**Task directions**
Gather all lines in the entries that include the word "serde".

══ Dataset records ══

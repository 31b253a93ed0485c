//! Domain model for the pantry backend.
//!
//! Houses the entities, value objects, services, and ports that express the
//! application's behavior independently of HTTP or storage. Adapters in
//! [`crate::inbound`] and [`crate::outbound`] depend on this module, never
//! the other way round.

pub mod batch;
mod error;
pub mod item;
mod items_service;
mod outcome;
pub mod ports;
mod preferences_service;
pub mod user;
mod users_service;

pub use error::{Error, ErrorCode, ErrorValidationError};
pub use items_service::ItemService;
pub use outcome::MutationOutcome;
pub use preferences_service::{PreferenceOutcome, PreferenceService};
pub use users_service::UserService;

═══
══ Dataset records ══

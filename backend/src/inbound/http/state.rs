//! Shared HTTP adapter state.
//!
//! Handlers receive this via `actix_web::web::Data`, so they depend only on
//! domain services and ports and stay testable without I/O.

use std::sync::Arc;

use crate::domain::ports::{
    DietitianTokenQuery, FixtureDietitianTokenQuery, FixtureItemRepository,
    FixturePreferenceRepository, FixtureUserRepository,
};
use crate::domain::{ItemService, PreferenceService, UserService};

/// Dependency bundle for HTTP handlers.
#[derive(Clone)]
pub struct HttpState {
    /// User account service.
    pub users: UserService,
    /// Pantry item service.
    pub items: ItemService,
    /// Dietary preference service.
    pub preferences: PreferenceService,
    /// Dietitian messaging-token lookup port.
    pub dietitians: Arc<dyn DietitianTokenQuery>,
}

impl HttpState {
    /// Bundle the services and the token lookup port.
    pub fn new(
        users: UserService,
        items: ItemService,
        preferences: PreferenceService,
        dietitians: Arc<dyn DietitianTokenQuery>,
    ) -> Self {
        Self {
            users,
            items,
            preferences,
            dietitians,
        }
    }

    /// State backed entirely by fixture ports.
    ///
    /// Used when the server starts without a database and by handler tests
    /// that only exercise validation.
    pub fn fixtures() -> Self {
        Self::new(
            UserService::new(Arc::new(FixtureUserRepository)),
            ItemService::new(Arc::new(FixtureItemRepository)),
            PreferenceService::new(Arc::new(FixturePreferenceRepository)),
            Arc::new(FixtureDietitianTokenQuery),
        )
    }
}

═══
══ Dataset records ══

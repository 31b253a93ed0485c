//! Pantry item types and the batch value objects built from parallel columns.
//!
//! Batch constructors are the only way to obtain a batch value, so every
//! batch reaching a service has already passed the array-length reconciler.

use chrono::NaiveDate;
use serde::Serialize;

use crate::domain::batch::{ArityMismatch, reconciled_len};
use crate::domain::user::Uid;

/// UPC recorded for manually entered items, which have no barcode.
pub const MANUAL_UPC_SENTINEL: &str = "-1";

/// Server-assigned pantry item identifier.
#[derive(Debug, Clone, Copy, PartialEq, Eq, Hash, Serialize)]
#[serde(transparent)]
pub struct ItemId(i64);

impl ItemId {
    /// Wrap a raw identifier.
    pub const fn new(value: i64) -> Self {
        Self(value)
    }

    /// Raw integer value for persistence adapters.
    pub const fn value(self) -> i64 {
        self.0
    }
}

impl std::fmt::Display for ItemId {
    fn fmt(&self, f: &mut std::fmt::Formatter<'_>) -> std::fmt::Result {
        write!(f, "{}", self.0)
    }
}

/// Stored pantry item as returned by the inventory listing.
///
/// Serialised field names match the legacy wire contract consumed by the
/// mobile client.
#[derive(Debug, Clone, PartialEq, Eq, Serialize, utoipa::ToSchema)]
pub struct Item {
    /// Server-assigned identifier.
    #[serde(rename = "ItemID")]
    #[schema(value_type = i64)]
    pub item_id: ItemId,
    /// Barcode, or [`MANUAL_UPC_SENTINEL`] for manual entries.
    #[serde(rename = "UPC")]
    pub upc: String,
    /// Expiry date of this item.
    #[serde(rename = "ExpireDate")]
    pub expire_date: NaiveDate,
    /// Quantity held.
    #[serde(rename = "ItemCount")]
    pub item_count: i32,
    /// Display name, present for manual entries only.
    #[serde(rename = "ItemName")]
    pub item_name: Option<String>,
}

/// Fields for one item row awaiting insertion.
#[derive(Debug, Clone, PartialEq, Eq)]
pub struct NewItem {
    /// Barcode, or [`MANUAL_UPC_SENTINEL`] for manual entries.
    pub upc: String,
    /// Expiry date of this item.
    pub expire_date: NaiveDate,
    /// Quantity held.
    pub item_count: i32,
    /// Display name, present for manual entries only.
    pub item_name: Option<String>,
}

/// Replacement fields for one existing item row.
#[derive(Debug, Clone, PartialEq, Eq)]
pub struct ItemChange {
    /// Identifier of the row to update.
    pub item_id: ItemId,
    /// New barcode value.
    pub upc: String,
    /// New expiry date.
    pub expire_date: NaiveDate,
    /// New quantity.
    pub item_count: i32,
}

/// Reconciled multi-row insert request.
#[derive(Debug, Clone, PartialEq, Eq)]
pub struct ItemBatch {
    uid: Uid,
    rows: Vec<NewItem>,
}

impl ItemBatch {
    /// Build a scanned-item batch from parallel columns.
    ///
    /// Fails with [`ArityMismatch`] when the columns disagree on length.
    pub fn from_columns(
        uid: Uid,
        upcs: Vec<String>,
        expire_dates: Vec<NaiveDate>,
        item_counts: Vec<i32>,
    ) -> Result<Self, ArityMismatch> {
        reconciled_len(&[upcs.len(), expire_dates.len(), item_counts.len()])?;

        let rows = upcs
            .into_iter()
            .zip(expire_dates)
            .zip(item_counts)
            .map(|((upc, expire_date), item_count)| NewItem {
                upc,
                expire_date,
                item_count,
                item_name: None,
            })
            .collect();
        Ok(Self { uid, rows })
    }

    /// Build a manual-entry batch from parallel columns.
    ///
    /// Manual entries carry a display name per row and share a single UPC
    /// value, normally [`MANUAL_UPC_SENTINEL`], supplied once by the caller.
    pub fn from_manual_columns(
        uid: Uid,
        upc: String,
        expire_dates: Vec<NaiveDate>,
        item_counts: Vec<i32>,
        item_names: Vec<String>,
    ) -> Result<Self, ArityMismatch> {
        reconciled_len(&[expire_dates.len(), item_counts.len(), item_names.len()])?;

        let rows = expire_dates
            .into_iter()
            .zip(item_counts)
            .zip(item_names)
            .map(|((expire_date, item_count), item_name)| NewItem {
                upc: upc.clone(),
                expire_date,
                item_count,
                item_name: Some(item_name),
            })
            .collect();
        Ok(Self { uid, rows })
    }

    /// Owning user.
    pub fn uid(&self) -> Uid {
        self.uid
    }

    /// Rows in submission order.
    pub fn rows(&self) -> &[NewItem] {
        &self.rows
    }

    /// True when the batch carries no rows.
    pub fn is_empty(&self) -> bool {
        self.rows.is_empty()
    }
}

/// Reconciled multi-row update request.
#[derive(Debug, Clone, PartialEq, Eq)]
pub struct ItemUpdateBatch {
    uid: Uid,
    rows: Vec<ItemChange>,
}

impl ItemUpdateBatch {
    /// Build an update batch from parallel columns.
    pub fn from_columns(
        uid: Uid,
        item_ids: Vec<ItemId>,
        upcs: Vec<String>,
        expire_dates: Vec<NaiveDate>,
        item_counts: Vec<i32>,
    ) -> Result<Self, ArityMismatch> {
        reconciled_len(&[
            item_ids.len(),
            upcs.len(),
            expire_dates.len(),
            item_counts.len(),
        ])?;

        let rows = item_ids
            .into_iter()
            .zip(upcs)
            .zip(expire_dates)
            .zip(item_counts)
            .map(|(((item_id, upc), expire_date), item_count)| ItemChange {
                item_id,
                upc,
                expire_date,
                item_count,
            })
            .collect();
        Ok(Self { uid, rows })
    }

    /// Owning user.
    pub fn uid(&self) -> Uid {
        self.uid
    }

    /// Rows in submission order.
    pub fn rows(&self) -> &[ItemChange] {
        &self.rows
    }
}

═══

**Output of the exercise**
use serde::Serialize;
#[serde(transparent)]
    #[serde(rename = "ItemID")]
    #[serde(rename = "UPC")]
    #[serde(rename = "ExpireDate")]
    #[serde(rename = "ItemCount")]
    #[serde(rename = "ItemName")]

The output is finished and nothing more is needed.